Today, as a graduate student in plant pathology, Li is getting a chance to help farmers like her aunt, across the globe. Following in the footsteps of Norman Borlaug and notable researchers like him, she’s advancing our knowledge of stem rust, one of the world’s most devastating plant diseases.
As part of her MnDRIVE project, Li is investigating the factors of stem rust resistance in Brachypodium distachyon, a grass species from southern Europe, northern Africa and southwestern Asia. This grass is related to cereal grain species including wheat, barley, oats and maize.
Her findings will not only increase our knowledge of non-host resistance against rust fungi, but also help to establish Brachypodium as a model for studying cereal disease resistance.
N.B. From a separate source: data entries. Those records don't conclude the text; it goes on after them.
use gloss_player::{LetterDisplay, RenderError, Renderer, StatusSink};
use gloss_protocol::Frame;
use tracing::debug;

/// Terminal stand-in for the avatar: one line per presented frame at debug level.
pub struct ConsoleRenderer;

impl Renderer for ConsoleRenderer {
    fn present(&self, frame: &Frame, index: usize) -> Result<(), RenderError> {
        debug!(
            frame = index,
            groups = frame.groups.len(),
            points = frame.point_count(),
            "present"
        );
        Ok(())
    }
}

pub struct ConsoleLetters;

impl LetterDisplay for ConsoleLetters {
    fn show_letter(&self, word: &str, index: usize, letter: char) {
        eprintln!("  ✋ {} ({}/{}): {}", word, index + 1, word.len(), letter);
    }

    fn show_complete(&self, word: &str) {
        eprintln!("  ✋ {} complete", word);
    }

    fn hide(&self) {}
}

/// Status on stderr, progress lines prefixed for readability.
pub struct ConsoleStatus;

impl StatusSink for ConsoleStatus {
    fn status(&self, text: &str) {
        eprintln!("{}", text);
    }

    fn progress(&self, text: &str) {
        if !text.is_empty() {
            eprintln!("▶ {}", text);
        }
    }
}
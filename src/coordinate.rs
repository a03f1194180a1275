//! Coordinate types accepted by the tree.
//!
//! A coordinate only needs ordering plus two operations used while building:
//! the floor of the midpoint of two values (the split key between two x
//! values) and the zero value used as the median of single-point subtrees.

use std::fmt::Debug;

/// Numeric coordinate stored in a [`Point`](crate::Point).
///
/// Implemented for `i32`, `i64`, `u32`, `u64`, `f32` and `f64`. Float
/// coordinates must be finite: NaN has no order and the midpoint of two
/// opposite infinities is NaN, so the builder rejects both.
pub trait Coordinate: Copy + PartialOrd + Debug {
    /// Median sentinel for nodes whose subtree holds a single point.
    const ZERO: Self;

    /// `floor((a + b) / 2)` without intermediate overflow.
    #[must_use]
    fn floor_midpoint(a: Self, b: Self) -> Self;

    /// Whether the value is usable as a coordinate (neither NaN nor infinite).
    fn is_finite(self) -> bool;
}

macro_rules! int_coordinate {
    ($($t:ty),*) => {$(
        impl Coordinate for $t {
            const ZERO: Self = 0;

            #[inline]
            fn floor_midpoint(a: Self, b: Self) -> Self {
                // Arithmetic shift floors for negative values too.
                (a >> 1) + (b >> 1) + (a & b & 1)
            }

            #[inline]
            fn is_finite(self) -> bool {
                true
            }
        }
    )*};
}

macro_rules! float_coordinate {
    ($($t:ty),*) => {$(
        impl Coordinate for $t {
            const ZERO: Self = 0.0;

            #[inline]
            fn floor_midpoint(a: Self, b: Self) -> Self {
                (a * 0.5 + b * 0.5).floor()
            }

            #[inline]
            fn is_finite(self) -> bool {
                <$t>::is_finite(self)
            }
        }
    )*};
}

int_coordinate!(i32, i64, u32, u64);
float_coordinate!(f32, f64);

#[cfg(test)]
mod tests {
    use super::Coordinate;

    #[test]
    fn test_int_midpoint_floors() {
        assert_eq!(i32::floor_midpoint(3, 4), 3, "3.5 floors to 3");
        assert_eq!(i32::floor_midpoint(3, 5), 4, "exact midpoint");
        assert_eq!(i32::floor_midpoint(-3, -4), -4, "-3.5 floors to -4");
        assert_eq!(i32::floor_midpoint(-1, 0), -1, "-0.5 floors to -1");
        assert_eq!(i32::floor_midpoint(-1, -1), -1, "equal values");
        assert_eq!(u32::floor_midpoint(7, 8), 7, "unsigned floors");
    }

    #[test]
    fn test_int_midpoint_no_overflow() {
        assert_eq!(i32::floor_midpoint(i32::MAX, i32::MAX), i32::MAX, "max stays max");
        assert_eq!(i32::floor_midpoint(i32::MIN, i32::MIN), i32::MIN, "min stays min");
        assert_eq!(i64::floor_midpoint(i64::MAX, i64::MAX - 1), i64::MAX - 1, "floors near max");
        assert_eq!(u64::floor_midpoint(u64::MAX, u64::MAX), u64::MAX, "unsigned max");
    }

    #[test]
    fn test_float_midpoint_floors() {
        assert_eq!(f64::floor_midpoint(35.0, 50.0), 42.0, "42.5 floors to 42");
        assert_eq!(f64::floor_midpoint(0.2, 0.4), 0.0, "fractional values floor to 0");
        assert_eq!(f64::floor_midpoint(-0.5, -1.0), -1.0, "negative floats floor down");
        assert_eq!(f32::floor_midpoint(1.0, 4.0), 2.0, "f32 supported");
        assert!(f64::floor_midpoint(f64::MAX, f64::MAX).is_finite(), "no overflow to infinity");
    }

    #[test]
    fn test_finite_coordinates() {
        assert!(Coordinate::is_finite(i32::MIN), "integers are always finite");
        assert!(Coordinate::is_finite(u64::MAX), "integers are always finite");
        assert!(Coordinate::is_finite(-0.0_f64), "signed zero is finite");
        assert!(!Coordinate::is_finite(f64::INFINITY), "+inf rejected");
        assert!(!Coordinate::is_finite(f32::NEG_INFINITY), "-inf rejected");
        assert!(!Coordinate::is_finite(f64::NAN), "NaN rejected");
        assert!(
            f64::floor_midpoint(f64::NEG_INFINITY, f64::INFINITY).is_nan(),
            "opposite infinities have no midpoint"
        );
    }
}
“I would like to have a better understanding of the plant microbe interactions so that we can develop novel strategies for plant protection,” she says. “Advancing our knowledge in this field can make translational research and innovations possible.”
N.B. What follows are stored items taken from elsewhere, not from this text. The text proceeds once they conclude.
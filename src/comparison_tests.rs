//! Comparison tests between PrioritySearchTree and LinearScan (brute-force filter)

#[cfg(test)]
mod tests {
    use crate::{Coordinate, FourSidedStrategy, LinearScan, Point, PrioritySearchTree};
    use rand::rngs::StdRng;
    use rand::{Rng, SeedableRng};

    /// Builds both indexes from the same points (any order)
    fn setup<T: Coordinate>(points: &[Point<T>]) -> (PrioritySearchTree<T>, LinearScan<T>) {
        let tree = PrioritySearchTree::from_unsorted(points.to_vec()).unwrap();
        let scan = LinearScan::new(points.to_vec());
        (tree, scan)
    }

    /// Sorts results so they can be compared as multisets
    fn canonical<T: Coordinate>(mut v: Vec<Point<T>>) -> Vec<Point<T>> {
        v.sort_by(|a, b| {
            a.x.partial_cmp(&b.x)
                .unwrap_or(std::cmp::Ordering::Equal)
                .then(a.y.partial_cmp(&b.y).unwrap_or(std::cmp::Ordering::Equal))
        });
        v
    }

    fn random_points(rng: &mut StdRng, n: usize, lo: i32, hi: i32) -> Vec<Point<i32>> {
        (0..n)
            .map(|_| Point::new(rng.random_range(lo..=hi), rng.random_range(lo..=hi)))
            .collect()
    }

    fn random_range(rng: &mut StdRng, lo: i32, hi: i32) -> (i32, i32) {
        let a = rng.random_range(lo..=hi);
        let b = rng.random_range(lo..=hi);
        (a.min(b), a.max(b))
    }

    /// Runs `queries` random three- and four-sided queries against both indexes
    fn assert_consistent(tree: &PrioritySearchTree<i32>, scan: &LinearScan<i32>, rng: &mut StdRng, queries: usize, lo: i32, hi: i32) {
        let mut got = Vec::new();
        let mut want = Vec::new();

        for _ in 0..queries {
            let (x1, x2) = random_range(rng, lo, hi);
            let (y1, y2) = random_range(rng, lo, hi);

            tree.query_three_sided(x1, x2, y1, &mut got);
            scan.query_three_sided(x1, x2, y1, &mut want);
            assert_eq!(
                canonical(got.clone()),
                canonical(want.clone()),
                "three-sided ({x1}, {x2}, {y1}) differs"
            );

            scan.query_four_sided(x1, x2, y1, y2, &mut want);
            let want = canonical(want.clone());
            for strategy in [FourSidedStrategy::Direct, FourSidedStrategy::SplitPath] {
                tree.query_four_sided_with(strategy, x1, x2, y1, y2, &mut got);
                assert_eq!(
                    canonical(got.clone()),
                    want,
                    "four-sided ({x1}, {x2}, {y1}, {y2}) with {strategy:?} differs"
                );
            }
        }
    }

    #[test]
    fn test_basic_query_consistency() {
        let points = vec![
            Point::new(60, 75),
            Point::new(90, 5),
            Point::new(50, 10),
            Point::new(85, 15),
            Point::new(5, 45),
            Point::new(35, 40),
            Point::new(80, 65),
            Point::new(25, 35),
        ];
        let (tree, scan) = setup(&points);

        let mut got = Vec::new();
        let mut want = Vec::new();
        tree.query_four_sided(10, 60, 10, 50, &mut got);
        scan.query_four_sided(10, 60, 10, 50, &mut want);
        assert_eq!(canonical(got), canonical(want), "Query results differ between implementations");
    }

    #[test]
    fn test_random_small_sets() {
        let mut rng = StdRng::seed_from_u64(42);
        for n in 0..40 {
            let points = random_points(&mut rng, n, 0, 30);
            let (tree, scan) = setup(&points);
            assert_eq!(tree.len(), n, "Cardinality");
            assert!(tree.check_invariants().is_ok(), "Invariants for n = {n}");
            assert_consistent(&tree, &scan, &mut rng, 50, -2, 32);
        }
    }

    #[test]
    fn test_large_dataset_consistency() {
        let mut rng = StdRng::seed_from_u64(95756739);
        let points = random_points(&mut rng, 5_000, 0, 1_000);
        let (tree, scan) = setup(&points);
        assert!(tree.check_invariants().is_ok(), "Invariants hold");
        assert_consistent(&tree, &scan, &mut rng, 300, -10, 1_010);
    }

    #[test]
    fn test_distinct_x_stays_balanced() {
        // Distinct x values split evenly, so height stays logarithmic.
        let mut rng = StdRng::seed_from_u64(31337);
        let n: i32 = 4_096;
        let points: Vec<Point<i32>> = (0..n).map(|x| Point::new(x * 3, rng.random_range(0..=10_000))).collect();
        let (tree, scan) = setup(&points);
        assert!(tree.check_invariants().is_ok(), "Invariants hold");
        assert!(tree.height() <= 2 * 12 + 2, "Distinct x stays balanced, height {}", tree.height());
        assert_consistent(&tree, &scan, &mut rng, 200, -5, 3 * n + 5);
    }

    #[test]
    fn test_heavy_duplicates_consistency() {
        // Few distinct values: many equal x, equal y and identical points.
        let mut rng = StdRng::seed_from_u64(7);
        let points = random_points(&mut rng, 500, 0, 4);
        let (tree, scan) = setup(&points);
        assert_eq!(tree.len(), 500);
        assert!(tree.check_invariants().is_ok(), "Invariants hold with duplicates");
        assert_consistent(&tree, &scan, &mut rng, 200, -1, 5);
    }

    #[test]
    fn test_negative_coordinates_consistency() {
        let mut rng = StdRng::seed_from_u64(1234);
        let points = random_points(&mut rng, 300, -100, 100);
        let (tree, scan) = setup(&points);
        assert!(tree.check_invariants().is_ok(), "Invariants hold with negative values");
        assert_consistent(&tree, &scan, &mut rng, 200, -110, 110);
    }

    #[test]
    fn test_float_consistency() {
        let mut rng = StdRng::seed_from_u64(2024);
        let points: Vec<Point<f64>> = (0..1_000)
            .map(|_| Point::new(rng.random_range(0.0..100.0), rng.random_range(0.0..100.0)))
            .collect();
        let (tree, scan) = setup(&points);
        assert!(tree.check_invariants().is_ok(), "Invariants hold for f64");

        let mut got = Vec::new();
        let mut want = Vec::new();
        for _ in 0..200 {
            let x1: f64 = rng.random_range(0.0..100.0);
            let x2 = x1 + rng.random_range(0.0..30.0);
            let y1: f64 = rng.random_range(0.0..100.0);
            let y2 = y1 + rng.random_range(0.0..30.0);

            tree.query_three_sided(x1, x2, y1, &mut got);
            scan.query_three_sided(x1, x2, y1, &mut want);
            assert_eq!(canonical(got.clone()), canonical(want.clone()), "three-sided differs");

            scan.query_four_sided(x1, x2, y1, y2, &mut want);
            let want = canonical(want.clone());
            for strategy in [FourSidedStrategy::Direct, FourSidedStrategy::SplitPath] {
                tree.query_four_sided_with(strategy, x1, x2, y1, y2, &mut got);
                assert_eq!(canonical(got.clone()), want, "four-sided with {strategy:?} differs");
            }
        }
    }

    #[test]
    fn test_rebuild_is_idempotent() {
        let mut rng = StdRng::seed_from_u64(99);
        let points = random_points(&mut rng, 400, 0, 200);
        let a = PrioritySearchTree::from_unsorted(points.clone()).unwrap();
        let b = PrioritySearchTree::from_unsorted(points).unwrap();
        assert_eq!(a.len(), b.len(), "Same node count");
        assert_eq!(a.height(), b.height(), "Same height");

        let mut ra = Vec::new();
        let mut rb = Vec::new();
        for _ in 0..100 {
            let (x1, x2) = random_range(&mut rng, 0, 200);
            let (y1, y2) = random_range(&mut rng, 0, 200);
            a.query_four_sided(x1, x2, y1, y2, &mut ra);
            b.query_four_sided(x1, x2, y1, y2, &mut rb);
            assert_eq!(ra, rb, "Identical trees visit in identical order");
        }
    }
}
Fighting foodborne illness
Listeria is a worrisome word for the food industry. The infection, caused by eating food with the bacterium Listeria monocytogenes, is responsible for 1,600 cases of foodborne illness each year in the United States. Of those cases, about 255 people die
So, finding ways to control the infection is truly a matter of life and death. It’s also a financial matter, as the impacts of listeria cost the food industry nearly $3 billion annually, according to a recent USDA analysis.
To tackle this critical issue, MnDRIVE fellow Zach Metz is combining his undergraduate training in chemical engineering with his graduate work in food science.
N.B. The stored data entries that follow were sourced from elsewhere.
//! Priority search tree storage and inspection.
//!
//! Nodes live in a single `Vec` in pre-order: a node's left child, when
//! present, is the next slot. Child links are `u32` slot indices with
//! [`NIL`] marking an empty subtree. The tree never changes after build, so
//! every method here takes `&self`.

use std::fmt;

use crate::config::PstConfig;
use crate::coordinate::Coordinate;
use crate::error::{PstError, Result};
use crate::point::Point;

/// Empty child slot
pub(crate) const NIL: u32 = u32::MAX;

/// Arena cell: one point, its split key and two child slots
#[derive(Clone, Copy, Debug)]
pub(crate) struct Node<T> {
    pub(crate) point: Point<T>,
    pub(crate) median: T,
    pub(crate) left: u32,
    pub(crate) right: u32,
}

impl<T> Node<T> {
    #[inline]
    pub(crate) fn left(&self) -> Option<u32> {
        (self.left != NIL).then_some(self.left)
    }

    #[inline]
    pub(crate) fn right(&self) -> Option<u32> {
        (self.right != NIL).then_some(self.right)
    }
}

/// Static priority search tree over 2D points.
///
/// Balanced on median splits of x, max-heap ordered on y. For every node:
/// - its point has the largest y in its subtree;
/// - points in its left subtree have `x <= median`, points in its right
///   subtree have `x > median`.
///
/// Build with [`PrioritySearchTree::build`] (input sorted by x),
/// [`PrioritySearchTree::from_unsorted`] or [`PstBuilder`](crate::PstBuilder).
///
/// # Examples
/// ```
/// use pst::{Point, PrioritySearchTree};
///
/// let points = vec![Point::new(5, 45), Point::new(25, 35), Point::new(35, 40)];
/// let tree = PrioritySearchTree::build(points).unwrap();
/// assert_eq!(tree.len(), 3);
/// assert_eq!(tree.root().unwrap().point(), Point::new(5, 45));
/// ```
#[derive(Clone, Debug)]
pub struct PrioritySearchTree<T> {
    /// Pre-order node arena, root at slot 0
    pub(crate) nodes: Vec<Node<T>>,
    /// Number of nodes on the longest root-to-leaf path
    pub(crate) height: usize,
    pub(crate) config: PstConfig,
}

impl<T: Coordinate> PrioritySearchTree<T> {
    /// Creates an empty tree. Every query on it returns no points.
    pub fn new() -> Self {
        Self::with_config(PstConfig::default())
    }

    /// Creates an empty tree with the given configuration
    pub fn with_config(config: PstConfig) -> Self {
        Self {
            nodes: Vec::new(),
            height: 0,
            config,
        }
    }

    /// Returns the number of points (and nodes)
    pub fn len(&self) -> usize {
        self.nodes.len()
    }

    /// Returns whether the tree holds no points
    pub fn is_empty(&self) -> bool {
        self.nodes.is_empty()
    }

    /// Number of nodes on the longest root-to-leaf path; 0 for an empty tree
    pub fn height(&self) -> usize {
        self.height
    }

    /// Configuration the tree was built with
    pub fn config(&self) -> &PstConfig {
        &self.config
    }

    /// Root node, or `None` for an empty tree
    pub fn root(&self) -> Option<NodeRef<'_, T>> {
        (!self.nodes.is_empty()).then_some(NodeRef { tree: self, index: 0 })
    }

    /// All nodes in pre-order
    pub fn nodes(&self) -> impl Iterator<Item = NodeRef<'_, T>> + '_ {
        (0..self.nodes.len()).map(move |i| NodeRef {
            tree: self,
            index: slot(i),
        })
    }

    /// All stored points in pre-order
    pub fn points(&self) -> impl Iterator<Item = Point<T>> + '_ {
        self.nodes.iter().map(|n| n.point)
    }

    /// Verifies the heap and split invariants on every node, and that every
    /// node is reachable from the root exactly once.
    ///
    /// # Errors
    /// Returns [`PstError::Invariant`] describing the first violation found.
    pub fn check_invariants(&self) -> Result<()> {
        let n = self.nodes.len();
        let mut stats: Vec<Option<SubtreeStats<T>>> = vec![None; n];
        let mut parents = vec![0usize; n];

        // Children always sit after their parent, so a reverse sweep sees
        // both child summaries before the parent.
        for i in (0..n).rev() {
            let node = &self.nodes[i];
            let mut acc = SubtreeStats::leaf(node.point);

            for (child, is_left) in [(node.left(), true), (node.right(), false)] {
                let Some(c) = child else { continue };
                let c = c as usize;
                if c <= i || c >= n {
                    return Err(PstError::Invariant(format!(
                        "node {i} links to out-of-order slot {c}"
                    )));
                }
                parents[c] += 1;
                let Some(sub) = stats[c] else {
                    return Err(PstError::Invariant(format!("slot {c} has no summary")));
                };
                if sub.max_y > node.point.y {
                    return Err(PstError::Invariant(format!(
                        "heap: node {i} y={:?} below descendant y={:?}",
                        node.point.y, sub.max_y
                    )));
                }
                if is_left && sub.max_x > node.median {
                    return Err(PstError::Invariant(format!(
                        "split: left subtree of node {i} has x={:?} > median {:?}",
                        sub.max_x, node.median
                    )));
                }
                if !is_left && sub.min_x <= node.median {
                    return Err(PstError::Invariant(format!(
                        "split: right subtree of node {i} has x={:?} <= median {:?}",
                        sub.min_x, node.median
                    )));
                }
                acc.merge(&sub);
            }
            stats[i] = Some(acc);
        }

        if let Some(i) = (1..n).find(|&i| parents[i] != 1) {
            return Err(PstError::Invariant(format!(
                "node {i} is referenced {} times",
                parents[i]
            )));
        }
        Ok(())
    }

    #[inline]
    pub(crate) fn node(&self, index: u32) -> &Node<T> {
        &self.nodes[index as usize]
    }
}

impl<T: Coordinate> Default for PrioritySearchTree<T> {
    fn default() -> Self {
        Self::new()
    }
}

impl<T: Coordinate + fmt::Display> PrioritySearchTree<T> {
    /// Renders the tree sideways, one node per line: right subtree first,
    /// then the node as `-> (x, y)` indented four spaces per level, then the
    /// left subtree.
    ///
    /// # Examples
    /// ```
    /// use pst::{Point, PrioritySearchTree};
    ///
    /// let tree = PrioritySearchTree::build(vec![Point::new(1, 1), Point::new(2, 3)]).unwrap();
    /// assert_eq!(tree.render(), "-> (2, 3)\n    -> (1, 1)\n");
    /// ```
    pub fn render(&self) -> String {
        self.to_string()
    }
}

impl<T: Coordinate + fmt::Display> fmt::Display for PrioritySearchTree<T> {
    fn fmt(&self, f: &mut fmt::Formatter<'_>) -> fmt::Result {
        if self.nodes.is_empty() {
            return Ok(());
        }
        // (slot, depth, emit): emit=false expands the node, emit=true prints it
        let mut stack: Vec<(u32, usize, bool)> = vec![(0, 0, false)];
        while let Some((i, depth, emit)) = stack.pop() {
            let node = self.node(i);
            if emit {
                writeln!(f, "{:indent$}-> {}", "", node.point, indent = depth * 4)?;
                continue;
            }
            if let Some(l) = node.left() {
                stack.push((l, depth + 1, false));
            }
            stack.push((i, depth, true));
            if let Some(r) = node.right() {
                stack.push((r, depth + 1, false));
            }
        }
        Ok(())
    }
}

/// Read-only view of one tree node
#[derive(Clone, Copy, Debug)]
pub struct NodeRef<'a, T> {
    tree: &'a PrioritySearchTree<T>,
    index: u32,
}

impl<'a, T: Coordinate> NodeRef<'a, T> {
    /// Point with the largest y in this node's subtree
    pub fn point(&self) -> Point<T> {
        self.tree.node(self.index).point
    }

    /// Split key: left subtree `x <= median`, right subtree `x > median`
    pub fn median(&self) -> T {
        self.tree.node(self.index).median
    }

    /// Left child, if any
    pub fn left(&self) -> Option<NodeRef<'a, T>> {
        self.tree.node(self.index).left().map(|index| NodeRef {
            tree: self.tree,
            index,
        })
    }

    /// Right child, if any
    pub fn right(&self) -> Option<NodeRef<'a, T>> {
        self.tree.node(self.index).right().map(|index| NodeRef {
            tree: self.tree,
            index,
        })
    }

    /// Pre-order position of this node in the tree
    pub fn index(&self) -> usize {
        self.index as usize
    }
}

/// Per-subtree extremes used by the invariant check
#[derive(Clone, Copy, Debug)]
struct SubtreeStats<T> {
    min_x: T,
    max_x: T,
    max_y: T,
}

impl<T: Coordinate> SubtreeStats<T> {
    fn leaf(p: Point<T>) -> Self {
        Self {
            min_x: p.x,
            max_x: p.x,
            max_y: p.y,
        }
    }

    fn merge(&mut self, other: &Self) {
        if other.min_x < self.min_x {
            self.min_x = other.min_x;
        }
        if other.max_x > self.max_x {
            self.max_x = other.max_x;
        }
        if other.max_y > self.max_y {
            self.max_y = other.max_y;
        }
    }
}

/// Converts an arena position to a slot index. Callers guarantee `i < NIL`.
#[inline]
#[expect(clippy::cast_possible_truncation, reason = "arena size is capped below u32::MAX at build")]
pub(crate) fn slot(i: usize) -> u32 {
    i as u32
}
“I’m using genome-scale metabolic models, which are created by downloading publicly available genome strains of Listeria monocytogenes, and then I upload those genomes to an online database to create a base model,” he explains.
“I take those models and run computer simulations, and try to predict what compounds listeria can use as a source of carbon, nitrogen, phosphorus and sulfur.” From there, he tries to grow listeria on those compounds in the lab, and to make those results agree with the model as much as possible.
“After doing the experiments in the lab and adjusting the models, I got them so that they agree about 85 percent with experimental results, which is pretty standard for a published version of one of these models,” says Metz.
The ultimate goal is to provide a more accurate predictive tool to aid in the prevention and treatment of listeria.
Protecting animal feed
Since its appearance in the U.S. in 2013, porcine epidemic diarrhea (PEDv) has quickly spread within the swine industry. The virus has killed millions of pigs and has boosted pork prices to all-time highs.
Speculation continues about the origins of the virus, but experts believe that animal feed is one way it can enter pig barns. That’s where Mickie Trudeau’s research comes into play.
“I focus on how long the virus survives in different feeds and what can be done to limit its survival and make the feed safe for the farms,” she explains. “This includes heating the feed or using different feed additives, such as organic acids, to reduce virus survival.”
Early research trials show that plant-based meal may be an ingredient to watch more closely. “Originally, animal byproducts were blamed because they come from pigs, but we’re seeing soybean meal and even corn have high survival rates, so we’re trying to figure out what’s causing that,” says Trudeau.
After defending her master’s thesis later this summer, Trudeau plans to stay at the University of Minnesota to pursue her PhD in swine nutrition. Over the past year, she says the MnDRIVE fellowship has not only paid her salary, but has also given her a more balanced perspective on food systems in general.
“As fellows, we’ve all taken classes in food production, food security and other relevant topics, so instead of being really good at just one thing, we have a broader sense of how our project fits into everything.”